(Beginning of Dataset extract)
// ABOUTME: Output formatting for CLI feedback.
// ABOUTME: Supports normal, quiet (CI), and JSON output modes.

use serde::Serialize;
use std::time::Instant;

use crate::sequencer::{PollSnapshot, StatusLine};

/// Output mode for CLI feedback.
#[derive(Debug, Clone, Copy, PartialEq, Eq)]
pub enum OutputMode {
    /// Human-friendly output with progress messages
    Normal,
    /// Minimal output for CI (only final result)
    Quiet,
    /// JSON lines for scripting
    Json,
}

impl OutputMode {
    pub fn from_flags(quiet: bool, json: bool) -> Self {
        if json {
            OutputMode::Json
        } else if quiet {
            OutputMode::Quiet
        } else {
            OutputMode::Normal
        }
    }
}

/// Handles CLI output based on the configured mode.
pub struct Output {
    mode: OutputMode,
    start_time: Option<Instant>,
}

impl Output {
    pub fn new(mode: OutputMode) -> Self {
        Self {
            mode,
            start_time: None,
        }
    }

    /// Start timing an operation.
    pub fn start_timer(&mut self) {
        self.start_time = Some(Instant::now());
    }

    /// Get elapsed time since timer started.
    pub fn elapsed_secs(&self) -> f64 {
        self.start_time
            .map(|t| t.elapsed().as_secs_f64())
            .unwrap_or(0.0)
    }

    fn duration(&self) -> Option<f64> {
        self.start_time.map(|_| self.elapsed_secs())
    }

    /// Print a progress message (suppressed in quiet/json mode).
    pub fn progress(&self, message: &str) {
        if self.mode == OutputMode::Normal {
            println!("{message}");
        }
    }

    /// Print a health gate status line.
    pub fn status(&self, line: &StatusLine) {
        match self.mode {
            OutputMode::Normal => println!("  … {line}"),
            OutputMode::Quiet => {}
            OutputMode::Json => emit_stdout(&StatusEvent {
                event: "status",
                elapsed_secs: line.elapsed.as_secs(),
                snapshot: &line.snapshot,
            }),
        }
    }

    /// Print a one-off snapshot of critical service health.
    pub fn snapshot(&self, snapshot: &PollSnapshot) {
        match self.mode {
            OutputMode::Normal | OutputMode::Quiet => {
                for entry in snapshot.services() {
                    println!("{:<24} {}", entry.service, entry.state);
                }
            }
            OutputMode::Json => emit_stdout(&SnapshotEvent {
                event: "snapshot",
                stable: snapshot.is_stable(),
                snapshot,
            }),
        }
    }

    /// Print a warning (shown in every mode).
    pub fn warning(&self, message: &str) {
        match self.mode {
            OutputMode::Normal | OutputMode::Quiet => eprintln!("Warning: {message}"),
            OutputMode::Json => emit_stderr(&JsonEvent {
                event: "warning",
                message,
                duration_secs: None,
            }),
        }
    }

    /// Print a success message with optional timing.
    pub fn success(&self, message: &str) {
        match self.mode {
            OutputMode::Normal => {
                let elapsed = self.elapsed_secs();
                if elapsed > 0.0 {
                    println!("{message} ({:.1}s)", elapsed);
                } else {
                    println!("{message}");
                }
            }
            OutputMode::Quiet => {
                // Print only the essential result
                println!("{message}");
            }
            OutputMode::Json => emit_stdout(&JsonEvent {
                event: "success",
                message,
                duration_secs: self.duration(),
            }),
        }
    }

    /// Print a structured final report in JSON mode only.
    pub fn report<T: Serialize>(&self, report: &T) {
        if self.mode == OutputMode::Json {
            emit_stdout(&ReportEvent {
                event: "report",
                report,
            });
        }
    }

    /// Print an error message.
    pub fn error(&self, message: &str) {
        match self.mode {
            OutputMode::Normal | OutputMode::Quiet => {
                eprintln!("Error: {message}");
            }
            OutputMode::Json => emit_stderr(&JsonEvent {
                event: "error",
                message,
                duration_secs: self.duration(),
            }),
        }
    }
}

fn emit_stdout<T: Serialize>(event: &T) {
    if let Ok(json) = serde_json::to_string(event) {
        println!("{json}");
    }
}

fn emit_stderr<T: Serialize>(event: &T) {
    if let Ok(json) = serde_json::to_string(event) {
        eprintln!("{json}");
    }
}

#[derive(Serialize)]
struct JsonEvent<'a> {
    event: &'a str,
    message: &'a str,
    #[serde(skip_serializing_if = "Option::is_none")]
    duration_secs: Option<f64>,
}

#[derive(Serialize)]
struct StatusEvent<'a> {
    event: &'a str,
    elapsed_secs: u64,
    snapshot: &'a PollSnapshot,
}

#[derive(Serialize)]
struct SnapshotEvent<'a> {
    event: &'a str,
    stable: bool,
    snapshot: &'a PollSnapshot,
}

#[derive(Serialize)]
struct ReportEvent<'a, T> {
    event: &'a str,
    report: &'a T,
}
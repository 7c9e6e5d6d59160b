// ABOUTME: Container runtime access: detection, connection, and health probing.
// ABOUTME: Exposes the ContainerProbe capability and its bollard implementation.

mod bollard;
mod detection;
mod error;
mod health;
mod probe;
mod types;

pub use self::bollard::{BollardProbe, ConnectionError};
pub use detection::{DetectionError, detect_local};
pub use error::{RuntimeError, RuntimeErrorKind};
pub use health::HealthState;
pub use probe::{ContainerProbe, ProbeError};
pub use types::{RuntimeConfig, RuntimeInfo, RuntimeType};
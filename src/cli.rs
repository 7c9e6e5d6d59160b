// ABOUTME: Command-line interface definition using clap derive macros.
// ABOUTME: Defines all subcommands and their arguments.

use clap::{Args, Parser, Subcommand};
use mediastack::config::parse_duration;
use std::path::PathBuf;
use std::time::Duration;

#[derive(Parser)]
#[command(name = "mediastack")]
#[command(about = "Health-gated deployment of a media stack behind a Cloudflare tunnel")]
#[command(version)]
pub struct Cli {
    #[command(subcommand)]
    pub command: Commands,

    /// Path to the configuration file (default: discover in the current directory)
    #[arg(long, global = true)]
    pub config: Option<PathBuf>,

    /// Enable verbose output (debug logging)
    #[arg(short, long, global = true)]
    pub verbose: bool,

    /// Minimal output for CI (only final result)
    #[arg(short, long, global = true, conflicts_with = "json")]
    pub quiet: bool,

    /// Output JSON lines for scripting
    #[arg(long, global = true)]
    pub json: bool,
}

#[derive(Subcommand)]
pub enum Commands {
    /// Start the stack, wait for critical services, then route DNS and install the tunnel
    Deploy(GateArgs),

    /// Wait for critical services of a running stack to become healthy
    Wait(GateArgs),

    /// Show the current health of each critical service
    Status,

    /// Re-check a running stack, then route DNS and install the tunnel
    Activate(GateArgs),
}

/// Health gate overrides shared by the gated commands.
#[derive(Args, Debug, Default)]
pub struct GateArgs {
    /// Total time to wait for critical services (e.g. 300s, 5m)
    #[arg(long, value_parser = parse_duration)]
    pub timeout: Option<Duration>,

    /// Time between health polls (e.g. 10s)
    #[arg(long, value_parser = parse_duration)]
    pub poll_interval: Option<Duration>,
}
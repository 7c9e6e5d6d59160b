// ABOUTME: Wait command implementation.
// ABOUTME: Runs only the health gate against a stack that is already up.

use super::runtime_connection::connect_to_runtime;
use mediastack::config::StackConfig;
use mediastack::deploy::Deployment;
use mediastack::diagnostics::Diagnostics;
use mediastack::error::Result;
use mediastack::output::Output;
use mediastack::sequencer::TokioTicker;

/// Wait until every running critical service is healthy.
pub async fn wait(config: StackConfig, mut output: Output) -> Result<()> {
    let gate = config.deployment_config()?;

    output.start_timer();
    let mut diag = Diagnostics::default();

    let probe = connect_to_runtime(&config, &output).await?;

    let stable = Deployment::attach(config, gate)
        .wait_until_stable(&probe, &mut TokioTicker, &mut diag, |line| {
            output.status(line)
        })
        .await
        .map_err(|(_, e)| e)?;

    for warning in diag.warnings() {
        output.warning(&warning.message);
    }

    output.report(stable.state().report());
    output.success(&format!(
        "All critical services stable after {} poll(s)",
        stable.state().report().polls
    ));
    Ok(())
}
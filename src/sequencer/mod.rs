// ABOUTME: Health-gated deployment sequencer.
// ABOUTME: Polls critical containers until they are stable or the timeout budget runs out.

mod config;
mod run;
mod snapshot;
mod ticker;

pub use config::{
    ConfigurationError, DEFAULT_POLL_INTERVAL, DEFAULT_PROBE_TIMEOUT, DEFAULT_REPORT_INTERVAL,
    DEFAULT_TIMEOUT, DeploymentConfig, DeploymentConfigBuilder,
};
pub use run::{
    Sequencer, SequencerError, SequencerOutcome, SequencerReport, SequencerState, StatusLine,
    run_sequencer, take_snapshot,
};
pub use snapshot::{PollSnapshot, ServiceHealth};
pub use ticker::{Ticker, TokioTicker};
(End of Dataset extract)
(Beginning of Dataset extract)
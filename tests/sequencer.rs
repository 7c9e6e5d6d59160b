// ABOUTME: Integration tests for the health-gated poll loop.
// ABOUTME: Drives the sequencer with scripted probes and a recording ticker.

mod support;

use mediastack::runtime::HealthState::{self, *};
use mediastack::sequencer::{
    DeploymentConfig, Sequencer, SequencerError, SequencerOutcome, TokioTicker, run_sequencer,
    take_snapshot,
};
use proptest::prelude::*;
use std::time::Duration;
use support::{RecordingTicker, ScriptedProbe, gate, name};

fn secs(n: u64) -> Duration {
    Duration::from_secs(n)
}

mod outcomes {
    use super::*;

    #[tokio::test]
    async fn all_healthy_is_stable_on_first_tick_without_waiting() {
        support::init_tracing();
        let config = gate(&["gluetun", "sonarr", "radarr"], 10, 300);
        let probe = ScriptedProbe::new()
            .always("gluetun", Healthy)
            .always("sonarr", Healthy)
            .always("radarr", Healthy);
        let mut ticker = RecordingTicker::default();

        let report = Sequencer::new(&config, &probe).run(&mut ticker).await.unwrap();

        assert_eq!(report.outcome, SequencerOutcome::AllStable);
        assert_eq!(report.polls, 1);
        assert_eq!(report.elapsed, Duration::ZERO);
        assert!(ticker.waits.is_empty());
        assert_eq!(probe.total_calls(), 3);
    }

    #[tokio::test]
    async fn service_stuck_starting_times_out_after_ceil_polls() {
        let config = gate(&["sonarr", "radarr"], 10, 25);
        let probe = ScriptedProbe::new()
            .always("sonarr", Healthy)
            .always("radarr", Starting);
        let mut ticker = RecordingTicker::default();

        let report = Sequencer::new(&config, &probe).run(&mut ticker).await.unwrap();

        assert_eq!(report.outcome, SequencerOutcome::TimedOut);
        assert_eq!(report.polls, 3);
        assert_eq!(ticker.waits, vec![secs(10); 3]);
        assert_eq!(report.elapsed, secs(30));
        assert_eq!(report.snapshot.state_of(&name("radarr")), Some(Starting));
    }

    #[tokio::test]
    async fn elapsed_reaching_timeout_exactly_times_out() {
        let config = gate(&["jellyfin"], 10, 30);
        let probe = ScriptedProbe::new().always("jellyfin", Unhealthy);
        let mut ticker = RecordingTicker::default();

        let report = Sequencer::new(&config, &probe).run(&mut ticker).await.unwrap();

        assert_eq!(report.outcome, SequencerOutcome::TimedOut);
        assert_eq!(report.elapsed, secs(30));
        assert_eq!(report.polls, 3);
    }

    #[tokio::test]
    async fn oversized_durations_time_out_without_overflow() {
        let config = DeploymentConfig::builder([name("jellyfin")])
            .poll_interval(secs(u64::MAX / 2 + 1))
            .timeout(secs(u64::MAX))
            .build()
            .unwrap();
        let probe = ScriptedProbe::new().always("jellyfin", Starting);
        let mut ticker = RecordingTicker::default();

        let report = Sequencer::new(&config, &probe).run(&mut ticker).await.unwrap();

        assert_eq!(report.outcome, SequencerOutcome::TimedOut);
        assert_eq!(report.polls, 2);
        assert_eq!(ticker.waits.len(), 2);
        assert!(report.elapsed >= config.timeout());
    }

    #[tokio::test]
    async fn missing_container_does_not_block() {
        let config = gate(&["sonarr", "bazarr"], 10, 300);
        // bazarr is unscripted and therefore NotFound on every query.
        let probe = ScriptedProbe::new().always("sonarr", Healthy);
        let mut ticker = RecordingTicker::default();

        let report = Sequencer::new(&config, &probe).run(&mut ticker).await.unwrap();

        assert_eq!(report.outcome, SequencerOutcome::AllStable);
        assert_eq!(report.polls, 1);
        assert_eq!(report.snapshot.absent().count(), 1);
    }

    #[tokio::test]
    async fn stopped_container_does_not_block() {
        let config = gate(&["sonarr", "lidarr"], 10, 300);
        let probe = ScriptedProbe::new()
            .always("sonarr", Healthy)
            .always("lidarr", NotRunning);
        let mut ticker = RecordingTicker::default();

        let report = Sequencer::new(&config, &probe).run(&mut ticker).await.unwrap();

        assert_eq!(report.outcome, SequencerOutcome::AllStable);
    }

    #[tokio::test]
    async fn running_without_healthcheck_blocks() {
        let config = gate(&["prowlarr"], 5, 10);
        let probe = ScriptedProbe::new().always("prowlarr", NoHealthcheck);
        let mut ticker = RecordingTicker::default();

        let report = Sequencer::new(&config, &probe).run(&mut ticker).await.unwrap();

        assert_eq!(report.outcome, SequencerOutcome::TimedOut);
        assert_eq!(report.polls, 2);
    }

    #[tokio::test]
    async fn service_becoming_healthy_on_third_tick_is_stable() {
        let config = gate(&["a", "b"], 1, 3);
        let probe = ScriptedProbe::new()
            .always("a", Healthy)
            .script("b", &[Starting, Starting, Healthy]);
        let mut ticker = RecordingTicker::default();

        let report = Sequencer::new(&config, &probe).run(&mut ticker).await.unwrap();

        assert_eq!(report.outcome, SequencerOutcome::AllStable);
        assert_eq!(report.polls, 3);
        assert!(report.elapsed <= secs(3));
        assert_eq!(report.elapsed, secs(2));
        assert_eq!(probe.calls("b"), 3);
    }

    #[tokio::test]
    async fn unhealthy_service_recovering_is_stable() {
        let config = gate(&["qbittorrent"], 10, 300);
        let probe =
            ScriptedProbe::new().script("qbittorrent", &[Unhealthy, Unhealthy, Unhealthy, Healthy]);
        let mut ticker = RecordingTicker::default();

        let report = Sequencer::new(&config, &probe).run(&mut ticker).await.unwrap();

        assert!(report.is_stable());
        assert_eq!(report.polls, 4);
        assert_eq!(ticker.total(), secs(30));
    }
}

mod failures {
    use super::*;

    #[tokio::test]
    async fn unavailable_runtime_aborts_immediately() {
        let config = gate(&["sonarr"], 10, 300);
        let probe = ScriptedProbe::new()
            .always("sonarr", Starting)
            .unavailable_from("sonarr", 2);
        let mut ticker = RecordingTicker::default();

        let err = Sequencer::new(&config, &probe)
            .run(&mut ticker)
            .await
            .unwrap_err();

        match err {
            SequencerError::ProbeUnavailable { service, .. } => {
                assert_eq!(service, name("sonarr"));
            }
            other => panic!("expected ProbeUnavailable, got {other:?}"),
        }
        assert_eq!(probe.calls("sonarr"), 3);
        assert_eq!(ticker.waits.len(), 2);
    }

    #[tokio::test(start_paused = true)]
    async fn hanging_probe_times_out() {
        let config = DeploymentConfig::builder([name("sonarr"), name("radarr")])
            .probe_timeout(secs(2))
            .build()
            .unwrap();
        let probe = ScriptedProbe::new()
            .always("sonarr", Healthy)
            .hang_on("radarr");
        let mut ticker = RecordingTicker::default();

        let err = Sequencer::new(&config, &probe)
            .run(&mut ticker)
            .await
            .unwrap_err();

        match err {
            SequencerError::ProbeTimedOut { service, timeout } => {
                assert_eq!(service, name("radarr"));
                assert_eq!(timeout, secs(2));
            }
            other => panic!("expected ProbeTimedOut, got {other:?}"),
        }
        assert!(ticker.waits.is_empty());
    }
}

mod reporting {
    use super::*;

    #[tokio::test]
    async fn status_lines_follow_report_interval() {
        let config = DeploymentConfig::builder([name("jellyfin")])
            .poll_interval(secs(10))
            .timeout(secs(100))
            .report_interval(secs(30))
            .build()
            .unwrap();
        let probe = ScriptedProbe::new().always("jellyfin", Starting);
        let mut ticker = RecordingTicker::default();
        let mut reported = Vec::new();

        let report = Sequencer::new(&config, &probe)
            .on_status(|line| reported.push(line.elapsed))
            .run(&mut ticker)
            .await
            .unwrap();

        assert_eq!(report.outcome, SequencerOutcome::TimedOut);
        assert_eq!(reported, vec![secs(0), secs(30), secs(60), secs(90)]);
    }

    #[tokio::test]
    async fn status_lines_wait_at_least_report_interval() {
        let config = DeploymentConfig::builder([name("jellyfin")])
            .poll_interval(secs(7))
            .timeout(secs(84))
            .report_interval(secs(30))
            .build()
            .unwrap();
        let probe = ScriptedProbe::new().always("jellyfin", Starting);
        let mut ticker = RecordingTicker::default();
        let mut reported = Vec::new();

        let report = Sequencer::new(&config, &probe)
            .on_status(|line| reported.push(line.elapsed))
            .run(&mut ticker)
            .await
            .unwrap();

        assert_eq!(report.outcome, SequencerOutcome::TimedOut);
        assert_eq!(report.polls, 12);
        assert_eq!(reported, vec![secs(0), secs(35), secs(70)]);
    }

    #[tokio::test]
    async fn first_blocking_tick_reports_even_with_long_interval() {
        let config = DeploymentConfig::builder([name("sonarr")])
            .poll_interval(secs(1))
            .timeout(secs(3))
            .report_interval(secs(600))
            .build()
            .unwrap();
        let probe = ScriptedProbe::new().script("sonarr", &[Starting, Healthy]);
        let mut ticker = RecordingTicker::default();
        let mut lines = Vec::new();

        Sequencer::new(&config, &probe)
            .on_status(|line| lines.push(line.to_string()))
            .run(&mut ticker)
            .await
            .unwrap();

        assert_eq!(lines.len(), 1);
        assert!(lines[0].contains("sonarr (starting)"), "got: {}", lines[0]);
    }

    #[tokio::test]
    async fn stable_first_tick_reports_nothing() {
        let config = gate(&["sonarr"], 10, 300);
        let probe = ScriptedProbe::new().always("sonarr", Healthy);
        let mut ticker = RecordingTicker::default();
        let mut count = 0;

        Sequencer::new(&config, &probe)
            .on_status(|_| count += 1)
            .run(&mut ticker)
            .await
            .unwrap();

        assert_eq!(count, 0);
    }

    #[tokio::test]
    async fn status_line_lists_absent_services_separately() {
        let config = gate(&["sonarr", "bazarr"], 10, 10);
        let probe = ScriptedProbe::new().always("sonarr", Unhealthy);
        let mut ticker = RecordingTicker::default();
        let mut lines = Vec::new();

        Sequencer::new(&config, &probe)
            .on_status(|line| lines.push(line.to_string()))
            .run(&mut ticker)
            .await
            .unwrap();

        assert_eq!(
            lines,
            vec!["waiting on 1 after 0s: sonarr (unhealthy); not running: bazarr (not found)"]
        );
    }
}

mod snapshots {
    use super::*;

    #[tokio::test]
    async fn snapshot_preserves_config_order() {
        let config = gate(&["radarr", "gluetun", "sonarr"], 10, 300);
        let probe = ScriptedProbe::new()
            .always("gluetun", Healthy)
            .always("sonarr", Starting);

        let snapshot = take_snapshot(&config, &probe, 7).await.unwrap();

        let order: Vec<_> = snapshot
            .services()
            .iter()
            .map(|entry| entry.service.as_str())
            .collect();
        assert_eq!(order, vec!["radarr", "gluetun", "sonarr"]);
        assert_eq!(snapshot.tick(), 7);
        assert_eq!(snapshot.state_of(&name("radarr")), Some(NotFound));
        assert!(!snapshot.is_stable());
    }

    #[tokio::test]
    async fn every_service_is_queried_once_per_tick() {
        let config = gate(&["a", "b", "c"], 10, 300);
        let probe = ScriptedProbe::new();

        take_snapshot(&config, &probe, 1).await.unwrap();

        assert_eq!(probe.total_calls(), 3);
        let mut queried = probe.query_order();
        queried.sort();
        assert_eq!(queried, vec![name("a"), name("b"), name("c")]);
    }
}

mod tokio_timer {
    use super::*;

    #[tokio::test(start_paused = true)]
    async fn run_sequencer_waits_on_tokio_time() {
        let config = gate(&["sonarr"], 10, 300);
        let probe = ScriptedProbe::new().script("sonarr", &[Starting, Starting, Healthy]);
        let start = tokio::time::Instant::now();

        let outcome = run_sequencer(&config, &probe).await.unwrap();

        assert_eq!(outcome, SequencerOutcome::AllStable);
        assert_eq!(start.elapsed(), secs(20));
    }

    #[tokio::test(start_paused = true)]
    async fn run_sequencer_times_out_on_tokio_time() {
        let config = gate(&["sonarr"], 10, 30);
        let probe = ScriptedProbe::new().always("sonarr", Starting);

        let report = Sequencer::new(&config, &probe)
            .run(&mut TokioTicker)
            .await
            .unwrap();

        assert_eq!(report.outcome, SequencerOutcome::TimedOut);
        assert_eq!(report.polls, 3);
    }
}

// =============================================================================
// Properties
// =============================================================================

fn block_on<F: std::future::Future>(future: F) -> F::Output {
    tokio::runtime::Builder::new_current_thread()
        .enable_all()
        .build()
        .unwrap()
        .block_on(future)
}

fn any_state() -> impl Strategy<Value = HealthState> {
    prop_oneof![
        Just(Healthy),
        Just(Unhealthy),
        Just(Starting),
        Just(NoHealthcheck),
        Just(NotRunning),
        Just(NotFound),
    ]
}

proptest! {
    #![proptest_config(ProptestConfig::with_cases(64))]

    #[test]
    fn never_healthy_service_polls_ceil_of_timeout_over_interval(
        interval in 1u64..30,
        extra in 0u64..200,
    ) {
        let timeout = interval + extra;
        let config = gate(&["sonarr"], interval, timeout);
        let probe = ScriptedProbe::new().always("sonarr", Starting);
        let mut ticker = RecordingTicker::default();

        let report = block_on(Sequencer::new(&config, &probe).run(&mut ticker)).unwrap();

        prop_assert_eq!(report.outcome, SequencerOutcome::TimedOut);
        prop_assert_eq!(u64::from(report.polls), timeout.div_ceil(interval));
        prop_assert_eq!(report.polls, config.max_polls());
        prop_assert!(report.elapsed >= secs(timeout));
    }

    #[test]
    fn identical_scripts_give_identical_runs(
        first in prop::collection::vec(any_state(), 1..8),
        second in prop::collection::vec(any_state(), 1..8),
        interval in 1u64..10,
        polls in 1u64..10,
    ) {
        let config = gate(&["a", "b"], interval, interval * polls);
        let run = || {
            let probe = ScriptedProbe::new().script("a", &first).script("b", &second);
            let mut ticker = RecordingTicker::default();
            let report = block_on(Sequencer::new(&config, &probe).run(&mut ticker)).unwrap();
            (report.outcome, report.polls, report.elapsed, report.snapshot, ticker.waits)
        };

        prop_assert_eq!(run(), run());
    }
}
(End of Dataset extract)
Exercise goal: An exact copy of the lines above between the line holding "#[command(subcommand)]" and the line holding "use mediastack::sequencer::TokioTicker;", inclusive, is the whole answer.

Reply:
    #[command(subcommand)]
    pub command: Commands,

    /// Path to the configuration file (default: discover in the current directory)
    #[arg(long, global = true)]
    pub config: Option<PathBuf>,

    /// Enable verbose output (debug logging)
    #[arg(short, long, global = true)]
    pub verbose: bool,

    /// Minimal output for CI (only final result)
    #[arg(short, long, global = true, conflicts_with = "json")]
    pub quiet: bool,

    /// Output JSON lines for scripting
    #[arg(long, global = true)]
    pub json: bool,
}

#[derive(Subcommand)]
pub enum Commands {
    /// Start the stack, wait for critical services, then route DNS and install the tunnel
    Deploy(GateArgs),

    /// Wait for critical services of a running stack to become healthy
    Wait(GateArgs),

    /// Show the current health of each critical service
    Status,

    /// Re-check a running stack, then route DNS and install the tunnel
    Activate(GateArgs),
}

/// Health gate overrides shared by the gated commands.
#[derive(Args, Debug, Default)]
pub struct GateArgs {
    /// Total time to wait for critical services (e.g. 300s, 5m)
    #[arg(long, value_parser = parse_duration)]
    pub timeout: Option<Duration>,

    /// Time between health polls (e.g. 10s)
    #[arg(long, value_parser = parse_duration)]
    pub poll_interval: Option<Duration>,
}
repository 7c9e6e5d6d59160b
// ABOUTME: Wait command implementation.
// ABOUTME: Runs only the health gate against a stack that is already up.

use super::runtime_connection::connect_to_runtime;
use mediastack::config::StackConfig;
use mediastack::deploy::Deployment;
use mediastack::diagnostics::Diagnostics;
use mediastack::error::Result;
use mediastack::output::Output;
use mediastack::sequencer::TokioTicker;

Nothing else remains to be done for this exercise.